第203話 東和の地方の疎外性
「ランの姐御……舌の調子が悪かったんじゃねえのか?確かにてんぷらは良かったが、蕎麦は駄目だな。アタシは蕎麦屋にうどんがあるのは許せねえ質なんだ。あそこ、鍋焼きうどんがメニューにあったろ?その時点で期待は完全に消し飛んだ」
かなめは夏木屋の大きな店舗から足を踏み出すなりそう言ってなぜか関係ない誠をにらみつけた。
「そうですか?僕は大盛天そばを食べましたけど……おいしかったですよ。カウラさんはもり蕎麦四枚でしたけど……どうです?」
サングラス越しに威圧するような視線を送ってくるかなめから逃げるように誠は話題をカウラに振った。
「良くもなく悪くもない。確かに手打ち蕎麦の高い店でこんなものを出されたら二度と来ないだろうが、ここは手打ちと銘打っている訳でもなく、値段も高くない。クバルカ中佐のように最上級のものばかり食べている人にはたまにはこう言う物も食べたくなるんだろう」
カウラは今一つ納得がいっていないという顔でバンに向けて歩き始めた。
「そうかな……僕としてはそれなりに納得できるアジだったような気がするが……リンはどう思うかな?」
かえではここは蕎麦ではなくなぜかかつ丼を食べた。しかも途中、リンと長いことトイレに行って出てこなかったうえにまたあの小さなクーラーボックスをリンが大事そうに持ち歩いていたのが誠にはかえでが何を食べたかよりも気になる事だった。
「はい、私は粗食に慣れておりますので……ですが単純なかけ蕎麦と言うものは私の好きな食べ物です」
そう言うとリンはバンのキーを取り出して運転席に乗り込んだ。
誠達がバンに乗り込むと店を出る時にいきなりトイレに行きたいと言い出したアメリアが追い付き全員が揃ってバンは夏木屋の大きすぎるように見える駐車場から再び国道に戻った。

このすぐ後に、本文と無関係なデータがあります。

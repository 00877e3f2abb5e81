use std::sync::Mutex;

pub struct MetricsRecorder {
    inner: Mutex<Metrics>,
}

struct Metrics {
    rebuilds: usize,
    duplicate_samples: usize,
}

impl MetricsRecorder {
    pub fn new() -> Self {
        Self {
            inner: Mutex::new(Metrics {
                rebuilds: 0,
                duplicate_samples: 0,
            }),
        }
    }

    pub fn record_rebuild(&self) {
        if let Ok(mut metrics) = self.inner.lock() {
            metrics.rebuilds += 1;
        }
    }

    pub fn record_duplicates(&self, count: usize) {
        if let Ok(mut metrics) = self.inner.lock() {
            metrics.duplicate_samples += count;
        }
    }

    /// (rebuilds, duplicate samples seen).
    pub fn snapshot(&self) -> (usize, usize) {
        if let Ok(metrics) = self.inner.lock() {
            (metrics.rebuilds, metrics.duplicate_samples)
        } else {
            (0, 0)
        }
    }
}

impl Default for MetricsRecorder {
    fn default() -> Self {
        Self::new()
    }
}

#[cfg(test)]
mod tests {
    use super::*;

    #[test]
    fn counters_accumulate() {
        let metrics = MetricsRecorder::new();
        metrics.record_rebuild();
        metrics.record_rebuild();
        metrics.record_duplicates(3);
        assert_eq!(metrics.snapshot(), (2, 3));
    }
}
use crate::geo::LngLat;
use serde::{Deserialize, Serialize};
use serde_json::{Map, Value};

/// GeoJSON geometry subset used by the report map.
#[derive(Debug, Clone, Serialize, Deserialize)]
#[serde(tag = "type")]
pub enum Geometry {
    Point { coordinates: [f64; 2] },
    LineString { coordinates: Vec<[f64; 2]> },
    Polygon { coordinates: Vec<Vec<[f64; 2]>> },
}

/// GeoJSON feature.
#[derive(Debug, Clone, Serialize, Deserialize)]
pub struct Feature {
    #[serde(rename = "type")]
    pub kind: String,
    pub properties: Map<String, Value>,
    pub geometry: Geometry,
}

/// GeoJSON feature collection.
#[derive(Debug, Clone, Serialize, Deserialize)]
pub struct FeatureCollection {
    #[serde(rename = "type")]
    pub kind: String,
    pub features: Vec<Feature>,
}

fn label_props(label: Option<&str>) -> Map<String, Value> {
    let mut props = Map::new();
    if let Some(label) = label {
        props.insert("label".to_string(), Value::String(label.to_string()));
    }
    props
}

impl Feature {
    fn with_geometry(geometry: Geometry, label: Option<&str>) -> Self {
        Self {
            kind: "Feature".to_string(),
            properties: label_props(label),
            geometry,
        }
    }

    pub fn point(position: LngLat, label: Option<&str>) -> Self {
        Self::with_geometry(
            Geometry::Point {
                coordinates: position.to_coordinates(),
            },
            label,
        )
    }

    pub fn line(points: &[LngLat], label: Option<&str>) -> Self {
        Self::with_geometry(
            Geometry::LineString {
                coordinates: points.iter().map(|p| p.to_coordinates()).collect(),
            },
            label,
        )
    }

    pub fn polygon(ring: &[LngLat], label: Option<&str>) -> Self {
        Self::with_geometry(
            Geometry::Polygon {
                coordinates: vec![ring.iter().map(|p| p.to_coordinates()).collect()],
            },
            label,
        )
    }

    pub fn label(&self) -> Option<&str> {
        self.properties.get("label").and_then(Value::as_str)
    }
}

impl FeatureCollection {
    pub fn new(features: Vec<Feature>) -> Self {
        Self {
            kind: "FeatureCollection".to_string(),
            features,
        }
    }
}

#[cfg(test)]
mod tests {
    use super::*;

    #[test]
    fn feature_serializes_with_geojson_tags() {
        let feature = Feature::point(LngLat::new(7.18, 52.33), Some("Mast 1"));
        let value = serde_json::to_value(&feature).unwrap();
        assert_eq!(value["type"], "Feature");
        assert_eq!(value["geometry"]["type"], "Point");
        assert_eq!(value["geometry"]["coordinates"][0], 7.18);
        assert_eq!(value["properties"]["label"], "Mast 1");
    }

    #[test]
    fn polygon_wraps_ring_in_outer_array() {
        let ring = [
            LngLat::new(0.0, 0.0),
            LngLat::new(1.0, 0.0),
            LngLat::new(1.0, 1.0),
            LngLat::new(0.0, 0.0),
        ];
        let feature = Feature::polygon(&ring, None);
        let value = serde_json::to_value(&feature).unwrap();
        assert_eq!(value["geometry"]["coordinates"][0].as_array().unwrap().len(), 4);
    }
}
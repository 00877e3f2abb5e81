pub mod log;
pub mod metrics;

pub use log::LogManager;
pub use metrics::MetricsRecorder;
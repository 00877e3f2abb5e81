use crate::workflow::runner::RenderSummary;
use luxcore::report::ReportPayload;
use serde::{Deserialize, Serialize};

/// State served to the visualizer: the report itself plus the render
/// summary the workflow derived from it.
#[derive(Debug, Clone, Serialize, Deserialize, Default)]
pub struct VisualizationModel {
    pub report: Option<ReportPayload>,
    pub rows: usize,
    pub cols: usize,
    pub cell_count: usize,
    pub duplicate_count: usize,
    pub canvas_width: f64,
    pub canvas_height: f64,
    pub notes: Vec<String>,
}

impl VisualizationModel {
    pub fn from_summary(report: ReportPayload, summary: &RenderSummary) -> Self {
        Self {
            report: Some(report),
            rows: summary.rows,
            cols: summary.cols,
            cell_count: summary.cell_count,
            duplicate_count: summary.duplicate_count,
            canvas_width: summary.canvas_width,
            canvas_height: summary.canvas_height,
            notes: summary.notes.clone(),
        }
    }
}
pub mod profile;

「それで、バノンの屋敷と思われるのは成畑のどのあたりに有るんだ?」
カウラは車が走り出すとともにそうかえでに尋ねた。
「バノンはアメリカ人だ。あそこは車社会だった……まあ、今や国民の99%に貯金や信用の無いあの国では車を買うことなど庶民には夢の夢……あそこの政体は今や甲武よりより貴族主義的な国だ。ただ、バノンやバノンを支える『神聖聖書教会』の幹部たちはその貴族の地位にある人間だ。当然、車で移動することを考えて場所を選んだんだろうね。成畑市四里塚……と言うことだが、かなり辺鄙な場所だ。近くにバスすら通っていない……まあ、だからこそバノンのような知らない人間にでもすぐに買うことが出来たんだろうね。東和の近郊から少し離れた土地の住人の地球人への警戒感は強い。少し便利な場所なら多少値切られてもそう言う土地の人間は遼州圏の人間に土地を売るものだ」
かえではかえでらしい鋭い観察眼でそう言い切った。
車は神戸交差点を右に入り国道から別れを告げて県道278号線を一路成畑に向った。